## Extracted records

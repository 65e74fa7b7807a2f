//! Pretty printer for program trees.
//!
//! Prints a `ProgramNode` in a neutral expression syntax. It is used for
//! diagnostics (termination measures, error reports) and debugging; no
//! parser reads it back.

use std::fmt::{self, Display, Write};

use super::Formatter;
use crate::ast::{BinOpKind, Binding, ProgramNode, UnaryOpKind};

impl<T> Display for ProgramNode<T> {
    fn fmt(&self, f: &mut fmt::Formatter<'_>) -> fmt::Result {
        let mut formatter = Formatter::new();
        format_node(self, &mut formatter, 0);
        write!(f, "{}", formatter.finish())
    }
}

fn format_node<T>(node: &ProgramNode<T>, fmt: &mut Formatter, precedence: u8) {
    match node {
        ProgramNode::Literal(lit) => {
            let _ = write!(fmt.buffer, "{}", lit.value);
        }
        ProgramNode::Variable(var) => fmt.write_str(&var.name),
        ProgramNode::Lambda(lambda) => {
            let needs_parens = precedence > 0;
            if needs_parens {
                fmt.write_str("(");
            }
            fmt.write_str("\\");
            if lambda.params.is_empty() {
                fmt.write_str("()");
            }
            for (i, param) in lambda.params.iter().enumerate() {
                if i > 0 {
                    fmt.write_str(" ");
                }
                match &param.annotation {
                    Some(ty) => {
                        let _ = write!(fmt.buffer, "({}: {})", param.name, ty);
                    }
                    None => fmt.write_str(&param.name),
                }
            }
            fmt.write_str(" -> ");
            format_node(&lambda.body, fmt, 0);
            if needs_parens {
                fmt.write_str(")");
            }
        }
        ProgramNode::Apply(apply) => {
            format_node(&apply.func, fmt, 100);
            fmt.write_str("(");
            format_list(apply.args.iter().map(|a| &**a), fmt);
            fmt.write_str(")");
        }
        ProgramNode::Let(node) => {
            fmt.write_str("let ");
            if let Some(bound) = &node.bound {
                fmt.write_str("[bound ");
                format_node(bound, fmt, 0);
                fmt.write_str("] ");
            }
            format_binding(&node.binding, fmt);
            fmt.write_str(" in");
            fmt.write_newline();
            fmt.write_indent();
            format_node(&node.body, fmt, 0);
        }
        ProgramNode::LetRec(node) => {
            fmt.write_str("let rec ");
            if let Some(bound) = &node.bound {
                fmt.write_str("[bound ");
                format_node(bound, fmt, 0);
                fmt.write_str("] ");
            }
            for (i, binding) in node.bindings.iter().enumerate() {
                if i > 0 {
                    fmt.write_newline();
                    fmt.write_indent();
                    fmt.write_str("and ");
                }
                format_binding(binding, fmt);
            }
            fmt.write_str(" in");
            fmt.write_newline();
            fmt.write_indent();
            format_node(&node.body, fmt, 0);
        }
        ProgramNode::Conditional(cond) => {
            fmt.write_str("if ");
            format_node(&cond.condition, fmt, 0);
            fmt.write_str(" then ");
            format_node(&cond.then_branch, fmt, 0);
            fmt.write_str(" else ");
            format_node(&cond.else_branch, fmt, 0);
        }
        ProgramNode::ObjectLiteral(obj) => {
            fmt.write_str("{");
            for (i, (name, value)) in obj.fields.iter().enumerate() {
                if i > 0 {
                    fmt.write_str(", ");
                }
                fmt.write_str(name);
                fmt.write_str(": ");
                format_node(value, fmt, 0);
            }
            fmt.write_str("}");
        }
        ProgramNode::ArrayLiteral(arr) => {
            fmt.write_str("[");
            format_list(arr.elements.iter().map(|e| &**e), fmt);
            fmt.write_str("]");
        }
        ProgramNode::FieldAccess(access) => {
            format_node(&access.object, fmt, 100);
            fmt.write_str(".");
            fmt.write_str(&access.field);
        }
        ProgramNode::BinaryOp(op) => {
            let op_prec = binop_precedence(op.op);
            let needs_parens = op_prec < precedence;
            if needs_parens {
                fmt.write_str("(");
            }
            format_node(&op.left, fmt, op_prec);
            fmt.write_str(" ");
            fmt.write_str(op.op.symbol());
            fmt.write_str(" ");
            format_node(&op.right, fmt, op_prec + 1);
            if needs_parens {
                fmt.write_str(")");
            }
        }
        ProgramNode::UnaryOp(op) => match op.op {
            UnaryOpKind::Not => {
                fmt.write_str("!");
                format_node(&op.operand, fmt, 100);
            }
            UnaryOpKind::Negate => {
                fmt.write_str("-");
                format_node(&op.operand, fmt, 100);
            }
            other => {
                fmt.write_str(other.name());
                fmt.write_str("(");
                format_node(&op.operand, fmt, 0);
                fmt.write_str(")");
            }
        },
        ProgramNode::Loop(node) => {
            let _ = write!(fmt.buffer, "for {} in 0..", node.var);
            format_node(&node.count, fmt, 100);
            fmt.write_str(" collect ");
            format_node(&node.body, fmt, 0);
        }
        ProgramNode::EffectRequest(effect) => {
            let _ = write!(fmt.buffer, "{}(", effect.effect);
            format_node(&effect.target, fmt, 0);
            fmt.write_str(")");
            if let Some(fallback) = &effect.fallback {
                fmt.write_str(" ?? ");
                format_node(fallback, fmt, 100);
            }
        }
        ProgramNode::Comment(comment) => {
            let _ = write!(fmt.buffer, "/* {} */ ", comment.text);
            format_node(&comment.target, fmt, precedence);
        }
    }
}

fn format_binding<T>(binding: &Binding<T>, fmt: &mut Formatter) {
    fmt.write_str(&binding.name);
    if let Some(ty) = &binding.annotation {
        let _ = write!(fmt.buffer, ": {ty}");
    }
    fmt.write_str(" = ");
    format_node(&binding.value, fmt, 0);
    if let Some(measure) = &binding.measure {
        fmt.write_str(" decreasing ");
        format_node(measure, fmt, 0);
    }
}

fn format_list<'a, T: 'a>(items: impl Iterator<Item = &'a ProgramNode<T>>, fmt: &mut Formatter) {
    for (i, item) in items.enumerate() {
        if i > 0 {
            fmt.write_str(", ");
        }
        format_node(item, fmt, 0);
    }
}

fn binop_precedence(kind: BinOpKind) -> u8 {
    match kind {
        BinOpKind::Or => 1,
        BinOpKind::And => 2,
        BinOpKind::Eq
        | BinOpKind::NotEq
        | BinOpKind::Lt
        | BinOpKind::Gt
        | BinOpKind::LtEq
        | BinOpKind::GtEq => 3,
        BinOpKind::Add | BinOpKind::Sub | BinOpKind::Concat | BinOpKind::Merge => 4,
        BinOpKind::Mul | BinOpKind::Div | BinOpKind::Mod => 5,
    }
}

## Required work
Check every line of the data for the word "access". The response is the count alone.

## Task answer
3